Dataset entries
^^^^^^^^^^^^^^^^
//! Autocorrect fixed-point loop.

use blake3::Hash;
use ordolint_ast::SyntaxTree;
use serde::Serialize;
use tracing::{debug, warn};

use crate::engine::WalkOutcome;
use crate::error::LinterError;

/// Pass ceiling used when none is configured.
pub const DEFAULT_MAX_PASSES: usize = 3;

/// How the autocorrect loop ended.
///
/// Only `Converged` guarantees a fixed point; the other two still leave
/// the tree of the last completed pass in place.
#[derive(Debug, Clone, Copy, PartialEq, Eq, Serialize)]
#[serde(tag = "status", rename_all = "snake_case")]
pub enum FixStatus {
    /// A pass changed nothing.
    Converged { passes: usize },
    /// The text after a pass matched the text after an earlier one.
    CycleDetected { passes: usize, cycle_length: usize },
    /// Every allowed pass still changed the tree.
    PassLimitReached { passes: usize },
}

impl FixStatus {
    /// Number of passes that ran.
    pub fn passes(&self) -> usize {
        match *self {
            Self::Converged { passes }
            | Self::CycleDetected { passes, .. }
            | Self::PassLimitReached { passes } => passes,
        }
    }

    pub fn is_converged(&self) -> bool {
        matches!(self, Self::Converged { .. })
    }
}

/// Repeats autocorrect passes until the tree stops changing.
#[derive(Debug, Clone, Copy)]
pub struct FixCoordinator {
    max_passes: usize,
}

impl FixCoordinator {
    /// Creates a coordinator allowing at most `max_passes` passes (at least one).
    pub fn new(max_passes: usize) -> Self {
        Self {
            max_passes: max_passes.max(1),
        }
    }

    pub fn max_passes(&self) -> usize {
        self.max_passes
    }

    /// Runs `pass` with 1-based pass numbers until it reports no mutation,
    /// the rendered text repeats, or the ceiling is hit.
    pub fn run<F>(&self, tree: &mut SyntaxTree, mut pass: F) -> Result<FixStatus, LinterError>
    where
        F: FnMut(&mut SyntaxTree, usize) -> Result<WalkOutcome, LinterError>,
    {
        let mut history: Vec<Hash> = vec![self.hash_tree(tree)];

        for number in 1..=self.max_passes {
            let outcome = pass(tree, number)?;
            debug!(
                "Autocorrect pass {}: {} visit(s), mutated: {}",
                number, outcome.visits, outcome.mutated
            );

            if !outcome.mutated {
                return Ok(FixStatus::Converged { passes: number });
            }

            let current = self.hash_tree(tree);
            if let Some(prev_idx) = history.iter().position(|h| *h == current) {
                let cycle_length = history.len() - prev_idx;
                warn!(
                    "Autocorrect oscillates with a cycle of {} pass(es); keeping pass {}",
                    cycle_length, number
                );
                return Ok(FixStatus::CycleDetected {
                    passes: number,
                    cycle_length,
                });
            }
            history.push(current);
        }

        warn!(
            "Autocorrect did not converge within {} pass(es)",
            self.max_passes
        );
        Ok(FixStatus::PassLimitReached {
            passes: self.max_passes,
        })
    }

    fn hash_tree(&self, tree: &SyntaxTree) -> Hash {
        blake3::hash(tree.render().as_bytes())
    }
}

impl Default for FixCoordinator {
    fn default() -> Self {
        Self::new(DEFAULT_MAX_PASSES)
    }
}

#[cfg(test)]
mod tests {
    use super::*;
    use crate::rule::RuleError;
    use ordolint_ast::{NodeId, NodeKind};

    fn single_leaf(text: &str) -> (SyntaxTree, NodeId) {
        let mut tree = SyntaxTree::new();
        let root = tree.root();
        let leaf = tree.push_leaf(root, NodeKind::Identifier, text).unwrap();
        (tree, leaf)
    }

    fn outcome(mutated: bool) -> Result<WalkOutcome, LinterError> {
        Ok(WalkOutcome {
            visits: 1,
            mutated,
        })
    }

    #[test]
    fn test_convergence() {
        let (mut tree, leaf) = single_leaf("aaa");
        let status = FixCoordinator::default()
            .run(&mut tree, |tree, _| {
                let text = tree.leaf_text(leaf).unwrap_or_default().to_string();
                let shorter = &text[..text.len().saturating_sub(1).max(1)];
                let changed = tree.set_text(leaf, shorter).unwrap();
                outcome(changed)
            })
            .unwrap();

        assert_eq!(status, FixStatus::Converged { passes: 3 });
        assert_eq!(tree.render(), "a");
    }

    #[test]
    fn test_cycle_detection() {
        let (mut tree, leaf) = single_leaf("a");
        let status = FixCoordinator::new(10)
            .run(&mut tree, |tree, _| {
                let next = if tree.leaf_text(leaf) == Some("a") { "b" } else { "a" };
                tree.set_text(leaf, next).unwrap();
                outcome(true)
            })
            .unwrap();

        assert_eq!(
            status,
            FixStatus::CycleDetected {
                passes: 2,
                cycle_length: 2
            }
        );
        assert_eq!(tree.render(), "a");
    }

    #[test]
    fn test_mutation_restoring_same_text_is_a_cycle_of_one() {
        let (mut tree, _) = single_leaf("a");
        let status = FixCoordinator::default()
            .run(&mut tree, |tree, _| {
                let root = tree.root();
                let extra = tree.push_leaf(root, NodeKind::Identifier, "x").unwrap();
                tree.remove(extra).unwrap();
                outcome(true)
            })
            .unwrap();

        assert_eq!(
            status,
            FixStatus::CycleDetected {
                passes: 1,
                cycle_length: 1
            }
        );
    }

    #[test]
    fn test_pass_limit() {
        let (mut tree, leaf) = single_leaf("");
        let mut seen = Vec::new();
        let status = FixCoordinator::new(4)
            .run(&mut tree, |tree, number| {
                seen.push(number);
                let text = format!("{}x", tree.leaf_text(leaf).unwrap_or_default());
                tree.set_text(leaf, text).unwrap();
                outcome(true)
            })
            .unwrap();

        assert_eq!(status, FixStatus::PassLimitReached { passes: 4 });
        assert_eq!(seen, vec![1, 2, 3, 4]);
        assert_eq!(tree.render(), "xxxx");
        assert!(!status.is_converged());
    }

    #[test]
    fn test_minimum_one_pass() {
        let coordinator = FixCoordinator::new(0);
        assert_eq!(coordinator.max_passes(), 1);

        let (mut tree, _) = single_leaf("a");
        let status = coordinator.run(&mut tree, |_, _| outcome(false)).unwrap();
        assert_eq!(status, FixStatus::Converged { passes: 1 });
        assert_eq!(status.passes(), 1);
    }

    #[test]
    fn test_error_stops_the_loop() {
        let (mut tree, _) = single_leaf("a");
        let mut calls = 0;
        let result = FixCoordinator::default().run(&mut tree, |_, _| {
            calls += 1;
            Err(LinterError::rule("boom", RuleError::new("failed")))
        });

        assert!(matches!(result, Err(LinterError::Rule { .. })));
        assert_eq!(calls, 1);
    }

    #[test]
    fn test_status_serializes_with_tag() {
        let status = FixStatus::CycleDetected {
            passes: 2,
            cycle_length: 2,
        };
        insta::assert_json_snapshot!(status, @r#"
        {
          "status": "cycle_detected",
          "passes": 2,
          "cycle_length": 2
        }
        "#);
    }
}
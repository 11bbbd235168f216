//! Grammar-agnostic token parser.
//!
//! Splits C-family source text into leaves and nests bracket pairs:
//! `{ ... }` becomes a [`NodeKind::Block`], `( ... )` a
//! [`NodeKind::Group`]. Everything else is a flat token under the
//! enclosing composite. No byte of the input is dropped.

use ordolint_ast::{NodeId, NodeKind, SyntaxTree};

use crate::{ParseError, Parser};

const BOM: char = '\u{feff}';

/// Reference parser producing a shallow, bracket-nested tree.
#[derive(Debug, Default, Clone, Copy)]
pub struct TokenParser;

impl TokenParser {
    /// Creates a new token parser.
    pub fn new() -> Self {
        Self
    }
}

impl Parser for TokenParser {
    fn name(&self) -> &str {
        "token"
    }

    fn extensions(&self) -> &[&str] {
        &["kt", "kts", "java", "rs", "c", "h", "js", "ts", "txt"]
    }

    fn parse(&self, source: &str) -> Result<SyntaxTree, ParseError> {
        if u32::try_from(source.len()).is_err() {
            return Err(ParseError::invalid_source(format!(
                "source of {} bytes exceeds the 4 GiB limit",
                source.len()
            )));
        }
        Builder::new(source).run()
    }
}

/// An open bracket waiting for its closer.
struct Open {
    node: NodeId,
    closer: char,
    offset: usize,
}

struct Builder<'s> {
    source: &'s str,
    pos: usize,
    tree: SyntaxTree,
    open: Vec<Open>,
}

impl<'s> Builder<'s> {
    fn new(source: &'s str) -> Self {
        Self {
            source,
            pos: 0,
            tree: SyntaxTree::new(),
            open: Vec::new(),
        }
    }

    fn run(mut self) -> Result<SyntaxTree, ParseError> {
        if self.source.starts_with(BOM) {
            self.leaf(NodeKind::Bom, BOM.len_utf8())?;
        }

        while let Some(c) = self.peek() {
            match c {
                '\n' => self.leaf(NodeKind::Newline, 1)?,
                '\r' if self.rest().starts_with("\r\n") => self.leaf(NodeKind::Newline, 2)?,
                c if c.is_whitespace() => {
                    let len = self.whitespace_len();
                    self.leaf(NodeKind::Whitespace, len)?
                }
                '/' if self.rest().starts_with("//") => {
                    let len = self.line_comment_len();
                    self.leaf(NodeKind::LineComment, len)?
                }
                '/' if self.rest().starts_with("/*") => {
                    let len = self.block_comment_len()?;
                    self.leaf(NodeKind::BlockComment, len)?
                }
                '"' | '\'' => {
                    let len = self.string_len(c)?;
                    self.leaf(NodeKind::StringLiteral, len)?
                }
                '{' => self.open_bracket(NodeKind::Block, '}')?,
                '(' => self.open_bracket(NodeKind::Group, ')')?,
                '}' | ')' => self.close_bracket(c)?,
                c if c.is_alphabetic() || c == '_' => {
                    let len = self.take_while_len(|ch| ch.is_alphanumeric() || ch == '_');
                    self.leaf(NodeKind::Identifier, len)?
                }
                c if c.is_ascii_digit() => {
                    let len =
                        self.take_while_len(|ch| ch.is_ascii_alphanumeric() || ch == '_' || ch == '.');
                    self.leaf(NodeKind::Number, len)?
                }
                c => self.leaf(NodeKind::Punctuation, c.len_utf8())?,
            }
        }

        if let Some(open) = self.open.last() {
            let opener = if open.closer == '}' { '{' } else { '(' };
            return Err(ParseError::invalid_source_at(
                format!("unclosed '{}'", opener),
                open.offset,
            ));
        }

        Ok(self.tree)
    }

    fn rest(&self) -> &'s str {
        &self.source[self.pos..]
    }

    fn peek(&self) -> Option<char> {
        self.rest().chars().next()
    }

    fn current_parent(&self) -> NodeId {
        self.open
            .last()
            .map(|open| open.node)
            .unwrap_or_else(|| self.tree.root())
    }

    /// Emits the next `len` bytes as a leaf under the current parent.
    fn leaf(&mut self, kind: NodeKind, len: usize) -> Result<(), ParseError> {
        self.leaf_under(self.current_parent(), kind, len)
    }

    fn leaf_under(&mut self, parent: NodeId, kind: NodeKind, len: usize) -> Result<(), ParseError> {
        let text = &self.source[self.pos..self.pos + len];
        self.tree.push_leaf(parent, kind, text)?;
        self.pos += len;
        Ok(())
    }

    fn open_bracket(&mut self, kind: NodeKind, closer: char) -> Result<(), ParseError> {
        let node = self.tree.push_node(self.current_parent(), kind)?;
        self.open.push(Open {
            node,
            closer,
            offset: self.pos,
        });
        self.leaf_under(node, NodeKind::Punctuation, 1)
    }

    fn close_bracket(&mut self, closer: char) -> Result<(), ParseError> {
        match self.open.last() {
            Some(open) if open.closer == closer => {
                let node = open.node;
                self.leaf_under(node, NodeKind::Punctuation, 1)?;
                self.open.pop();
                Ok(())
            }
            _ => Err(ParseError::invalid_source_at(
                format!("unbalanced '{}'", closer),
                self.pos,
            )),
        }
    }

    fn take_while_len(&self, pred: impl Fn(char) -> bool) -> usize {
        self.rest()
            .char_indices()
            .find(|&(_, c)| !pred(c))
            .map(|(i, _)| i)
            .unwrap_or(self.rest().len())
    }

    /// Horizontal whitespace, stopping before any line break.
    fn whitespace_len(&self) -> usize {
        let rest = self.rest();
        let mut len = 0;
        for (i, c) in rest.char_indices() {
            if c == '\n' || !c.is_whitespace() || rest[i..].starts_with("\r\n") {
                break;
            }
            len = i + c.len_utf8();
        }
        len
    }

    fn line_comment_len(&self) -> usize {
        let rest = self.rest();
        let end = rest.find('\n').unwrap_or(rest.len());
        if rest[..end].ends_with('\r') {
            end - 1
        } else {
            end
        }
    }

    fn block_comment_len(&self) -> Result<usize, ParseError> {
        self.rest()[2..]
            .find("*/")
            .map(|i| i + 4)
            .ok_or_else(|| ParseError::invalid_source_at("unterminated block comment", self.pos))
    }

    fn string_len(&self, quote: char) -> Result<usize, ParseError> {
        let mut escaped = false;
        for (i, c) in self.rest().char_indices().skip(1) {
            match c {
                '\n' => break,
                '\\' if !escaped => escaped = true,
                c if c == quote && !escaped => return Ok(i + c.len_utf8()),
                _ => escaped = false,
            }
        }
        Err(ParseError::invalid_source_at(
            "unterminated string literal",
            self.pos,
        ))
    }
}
^^^^^^^^^^^^^^^^
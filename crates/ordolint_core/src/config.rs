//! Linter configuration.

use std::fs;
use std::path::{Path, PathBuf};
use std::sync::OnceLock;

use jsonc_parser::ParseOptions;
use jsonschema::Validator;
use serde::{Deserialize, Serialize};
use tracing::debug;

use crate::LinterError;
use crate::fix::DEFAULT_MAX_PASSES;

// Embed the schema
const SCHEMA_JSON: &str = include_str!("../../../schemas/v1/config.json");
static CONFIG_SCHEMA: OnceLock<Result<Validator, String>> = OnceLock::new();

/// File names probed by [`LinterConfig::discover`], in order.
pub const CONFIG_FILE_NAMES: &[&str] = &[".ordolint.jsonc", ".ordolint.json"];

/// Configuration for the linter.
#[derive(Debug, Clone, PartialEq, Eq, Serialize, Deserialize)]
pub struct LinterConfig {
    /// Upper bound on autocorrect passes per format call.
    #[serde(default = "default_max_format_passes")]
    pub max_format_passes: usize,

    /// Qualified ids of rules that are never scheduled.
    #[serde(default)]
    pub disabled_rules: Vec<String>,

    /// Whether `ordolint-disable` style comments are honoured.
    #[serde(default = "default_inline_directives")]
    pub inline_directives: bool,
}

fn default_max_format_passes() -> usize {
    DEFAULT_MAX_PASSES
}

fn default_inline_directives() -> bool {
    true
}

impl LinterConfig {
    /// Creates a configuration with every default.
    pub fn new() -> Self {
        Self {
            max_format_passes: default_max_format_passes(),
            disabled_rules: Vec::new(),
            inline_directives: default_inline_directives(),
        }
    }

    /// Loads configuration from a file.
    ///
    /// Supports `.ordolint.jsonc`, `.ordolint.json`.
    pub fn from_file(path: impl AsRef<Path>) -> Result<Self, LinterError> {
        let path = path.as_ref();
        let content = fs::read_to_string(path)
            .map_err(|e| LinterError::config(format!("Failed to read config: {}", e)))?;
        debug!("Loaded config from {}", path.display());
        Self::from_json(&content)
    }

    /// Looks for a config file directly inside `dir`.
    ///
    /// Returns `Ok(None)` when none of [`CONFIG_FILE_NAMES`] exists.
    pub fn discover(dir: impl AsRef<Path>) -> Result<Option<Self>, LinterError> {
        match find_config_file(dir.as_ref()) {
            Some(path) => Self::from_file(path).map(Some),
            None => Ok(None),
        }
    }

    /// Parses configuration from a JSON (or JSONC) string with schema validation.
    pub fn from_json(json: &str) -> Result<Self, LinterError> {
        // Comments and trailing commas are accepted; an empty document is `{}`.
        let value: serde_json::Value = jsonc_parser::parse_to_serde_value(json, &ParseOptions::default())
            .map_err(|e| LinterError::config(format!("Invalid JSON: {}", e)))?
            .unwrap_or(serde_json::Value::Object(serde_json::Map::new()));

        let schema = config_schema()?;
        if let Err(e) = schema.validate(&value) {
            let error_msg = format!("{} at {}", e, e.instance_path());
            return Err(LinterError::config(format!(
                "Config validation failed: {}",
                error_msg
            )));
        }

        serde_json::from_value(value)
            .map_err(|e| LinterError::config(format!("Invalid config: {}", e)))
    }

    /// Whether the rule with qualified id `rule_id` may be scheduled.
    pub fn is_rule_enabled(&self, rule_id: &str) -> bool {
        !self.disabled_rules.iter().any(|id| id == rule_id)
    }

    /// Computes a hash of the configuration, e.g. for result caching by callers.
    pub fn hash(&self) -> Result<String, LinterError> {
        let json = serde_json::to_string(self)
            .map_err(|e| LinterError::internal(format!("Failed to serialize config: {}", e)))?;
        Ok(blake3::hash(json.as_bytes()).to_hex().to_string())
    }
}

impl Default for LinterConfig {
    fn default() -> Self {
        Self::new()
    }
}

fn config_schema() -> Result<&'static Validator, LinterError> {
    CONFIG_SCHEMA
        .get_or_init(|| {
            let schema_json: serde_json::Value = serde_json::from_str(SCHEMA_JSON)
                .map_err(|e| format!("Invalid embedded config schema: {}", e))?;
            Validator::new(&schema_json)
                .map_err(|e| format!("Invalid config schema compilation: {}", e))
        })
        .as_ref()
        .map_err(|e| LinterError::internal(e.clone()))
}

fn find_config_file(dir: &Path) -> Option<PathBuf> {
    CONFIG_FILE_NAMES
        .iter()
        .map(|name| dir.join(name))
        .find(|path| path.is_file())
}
^^^^^^^^^^^^^^^^
What to do: Check each line of the entries, and copy the ones that contain "root".

Solution to this exercise:
        let root = tree.root();
        let leaf = tree.push_leaf(root, NodeKind::Identifier, text).unwrap();
                let root = tree.root();
                let extra = tree.push_leaf(root, NodeKind::Identifier, "x").unwrap();
            .unwrap_or_else(|| self.tree.root())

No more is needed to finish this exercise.